Christophe was ready to get out an hour before they ran in; he had
jammed his hat down on his head; he had buttoned his coat up to his
neck for fear of the robbers, with whom he had been told Paris was
infested; twenty times he had got up and sat down; twenty times he had
moved his bag from the rack to the seat, from the seat to the rack, to the
exasperation of his fellow-passengers, against whom he knocked, every
time with his usual clumsiness.
Just as they were about to run into the station the train suddenly
stopped in the darkness. Christophe flattened his nose against the
window and tried vainly to look out. He turned towards his
fellow-travelers, hoping to find a friendly glance which would
encourage him to ask where they were. But they were all asleep or
pretending to be so: they were bored and scowling: not one of them
made any attempt to discover why they had stopped.

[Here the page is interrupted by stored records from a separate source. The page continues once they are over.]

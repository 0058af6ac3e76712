/// Synchronous debugger host backed by GDB
///
/// GDB answers on its machine interface asynchronously. `GdbHost` owns a
/// tokio runtime and blocks on each command, so the extension sees the plain
/// request/response client it expects.

use std::io::Write;

use tokio::io::{AsyncRead, AsyncWrite};
use tokio::runtime::{Builder, Runtime};
use uefiext::host::{
    DebugClient, DebugHost, DebuggeeClass, DebuggeeQualifier, DebuggeeType, ExecuteFlags,
    HostError, OutputCallbacks, OutputControl, OutputMask, Session,
};

use crate::communication::{CommunicationError, GdbCommunication};
use crate::parser::quote_c_string;
use crate::process::GdbProcess;
use crate::types::{CommandResponse, GdbResult, ResultClass, StreamType};
use crate::{GdbError, Result};

/// Prints debugger output on the terminal
#[derive(Debug, Default)]
pub struct ConsoleCallbacks;

impl OutputCallbacks for ConsoleCallbacks {
    fn output(&mut self, mask: OutputMask, text: &str) {
        if mask.contains(OutputMask::ERROR) {
            eprint!("{}", text);
        } else {
            print!("{}", text);
            let _ = std::io::stdout().flush();
        }
    }
}

pub struct GdbHost {
    comm: GdbCommunication,
    process: Option<GdbProcess>,
    callbacks: Option<Box<dyn OutputCallbacks>>,
    mask: OutputMask,
    debuggee: DebuggeeType,
    // Declared last: the pipes above deregister from it when dropped.
    runtime: Runtime,
}

impl GdbHost {
    /// Launch GDB and print its output on the terminal.
    pub fn launch(gdb_path: &str) -> Result<Self> {
        let runtime = Builder::new_multi_thread()
            .worker_threads(2)
            .enable_all()
            .build()
            .map_err(GdbError::Runtime)?;

        let (process, pipes) = {
            let _guard = runtime.enter();
            GdbProcess::start(gdb_path)?
        };

        let pid = process.id();
        let mut host = Self::from_streams(runtime, pipes.stdin, pipes.stdout);
        {
            let _guard = host.runtime.enter();
            host.comm.watch_stderr(pipes.stderr);
        }
        host.process = Some(process);
        host.callbacks = Some(Box::new(ConsoleCallbacks));

        log::info!("GDB session started (pid {:?})", pid);
        Ok(host)
    }

    /// Build a host talking MI over arbitrary streams. Output is discarded
    /// until callbacks are installed.
    pub fn from_streams<W, R>(runtime: Runtime, stdin: W, stdout: R) -> Self
    where
        W: AsyncWrite + Unpin + Send + 'static,
        R: AsyncRead + Unpin + Send + 'static,
    {
        let mut comm = GdbCommunication::new();
        {
            let _guard = runtime.enter();
            comm.setup(stdin, stdout);
        }

        Self {
            comm,
            process: None,
            callbacks: None,
            mask: OutputMask::default(),
            debuggee: DebuggeeType::uninitialized(),
            runtime,
        }
    }

    pub fn is_running(&self) -> bool {
        self.comm.is_running()
    }

    /// Connect GDB to a remote stub such as the UEFI Rust debugger.
    pub fn connect_remote(&mut self, address: &str) -> Result<()> {
        let response = self.send_mi(&format!("target-select remote {}", address))?;
        self.forward_streams(&response, None);

        if let Some(message) = response.result.error_message() {
            return Err(GdbError::CommandError(message.to_string()));
        }

        log::info!("Connected to remote target {}", address);
        self.debuggee = DebuggeeType::new(DebuggeeClass::Kernel, DebuggeeQualifier::GdbRemote);
        Ok(())
    }

    /// Ask GDB to exit and stop listening to it.
    pub fn shutdown(&mut self) -> Result<()> {
        if !self.comm.is_running() {
            return Ok(());
        }

        match self.send_mi("gdb-exit") {
            Ok(_) | Err(GdbError::Communication(CommunicationError::ChannelClosed)) => {}
            Err(e) => return Err(e),
        }
        self.comm.stop();
        log::info!("GDB session stopped");
        Ok(())
    }

    fn send_mi(&mut self, command: &str) -> Result<CommandResponse> {
        Ok(self.runtime.block_on(self.comm.send_command(command))?)
    }

    fn deliver(&mut self, mask: OutputMask, text: &str) {
        if !self.mask.intersects(mask) {
            return;
        }
        if let Some(callbacks) = self.callbacks.as_mut() {
            callbacks.output(mask, text);
        }
    }

    /// Hand GDB's stream output to the current sink. The log stream echo of
    /// the console command itself is dropped.
    fn forward_streams(&mut self, response: &CommandResponse, echoed: Option<&str>) {
        for stream in &response.output {
            let mask = match stream.stream_type {
                StreamType::Console | StreamType::Target => OutputMask::NORMAL,
                StreamType::Log => {
                    if echoed.is_some_and(|cmd| stream.content.trim_end() == cmd) {
                        continue;
                    }
                    OutputMask::VERBOSE
                }
            };
            self.deliver(mask, &stream.content);
        }
    }

    /// Track connects and disconnects issued as console commands.
    fn track_debuggee(&mut self, command: &str, result: &GdbResult) {
        if result.class == ResultClass::Error {
            return;
        }

        let mut words = command.split_whitespace();
        match (words.next(), words.next()) {
            (Some("target"), Some("remote" | "extended-remote")) => {
                self.debuggee = DebuggeeType::new(DebuggeeClass::Kernel, DebuggeeQualifier::GdbRemote);
            }
            (Some("detach" | "disconnect" | "kill"), _) => {
                self.debuggee = DebuggeeType::uninitialized();
            }
            _ => {}
        }
    }
}

fn host_error(call: &'static str, error: GdbError) -> HostError {
    match error {
        GdbError::Communication(CommunicationError::ChannelClosed) => HostError::Disconnected,
        other => HostError::Api {
            call,
            message: other.to_string(),
        },
    }
}

impl DebugClient for GdbHost {
    fn set_output_callbacks(
        &mut self,
        callbacks: Option<Box<dyn OutputCallbacks>>,
    ) -> std::result::Result<Option<Box<dyn OutputCallbacks>>, HostError> {
        Ok(std::mem::replace(&mut self.callbacks, callbacks))
    }

    fn output_mask(&self) -> std::result::Result<OutputMask, HostError> {
        Ok(self.mask)
    }

    fn set_output_mask(&mut self, mask: OutputMask) -> std::result::Result<(), HostError> {
        self.mask = mask;
        Ok(())
    }

    fn execute(
        &mut self,
        _control: OutputControl,
        command: &str,
        flags: ExecuteFlags,
    ) -> std::result::Result<(), HostError> {
        let command = command.trim();
        if flags.contains(ExecuteFlags::ECHO) {
            self.deliver(OutputMask::NORMAL, &format!("{}\n", command));
        }

        // `!` is GDB's shell escape; extension commands must never reach it.
        if command.starts_with('!') {
            log::warn!("Extension command '{}' is not available through GDB", command);
            self.deliver(
                OutputMask::ERROR,
                &format!("No extension command '{}' on this debugger\n", command),
            );
            return Ok(());
        }

        let mi_command = format!("interpreter-exec console {}", quote_c_string(command));
        let response = self.send_mi(&mi_command).map_err(|e| host_error("Execute", e))?;

        self.forward_streams(&response, Some(command));
        if let Some(message) = response.result.error_message() {
            let text = format!("{}\n", message);
            self.deliver(OutputMask::ERROR, &text);
        }
        self.track_debuggee(command, &response.result);
        Ok(())
    }

    fn debuggee_type(&self) -> std::result::Result<DebuggeeType, HostError> {
        Ok(self.debuggee)
    }

    fn output(&mut self, mask: OutputMask, text: &str) -> std::result::Result<(), HostError> {
        self.deliver(mask, text);
        Ok(())
    }
}

impl DebugHost for GdbHost {
    fn open_session(&mut self) -> std::result::Result<Session<'_>, HostError> {
        if !self.comm.is_running() {
            return Err(HostError::SessionUnavailable("GDB is not running".into()));
        }
        Ok(Session::new(self))
    }
}

impl Drop for GdbHost {
    fn drop(&mut self) {
        self.comm.stop();
        if let Some(mut process) = self.process.take() {
            process.start_kill();
        }
    }
}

Christophe was
surprised by their indifference: these stiff, somnolent creatures were so
utterly unlike the French of his imagination! At last he sat down,
discouraged, on his bag, rocking with every jolt of the train, and in his
turn he was just dozing off when he was roused by the noise of the
doors being opened.... Paris!... His fellow-travelers were already getting
out.
Jostling and jostled, he walked towards the exit of the station, refusing
the porter who offered to carry his bag. With a peasant's suspiciousness

he thought every one was going to rob him. He lifted his precious bag
on to his shoulder and walked straight ahead, indifferent to the curses
of the people as he forced his way through them. At last he found
himself in the greasy streets of Paris.
He was too much taken up with the business in hand, the finding of
lodgings, and too weary of the whirl of carriages into which he was
swept, to think of looking at anything. The first thing was to look for a
room. There was no lack of hotels: the station was surrounded with
them on all sides: their names were flaring in gas letters. Christophe
wanted to find a less dazzling place than any of these: none of them
seemed to him to be humble enough for his purse. At last in a side
street he saw a dirty inn with a cheap eating-house on the ground floor.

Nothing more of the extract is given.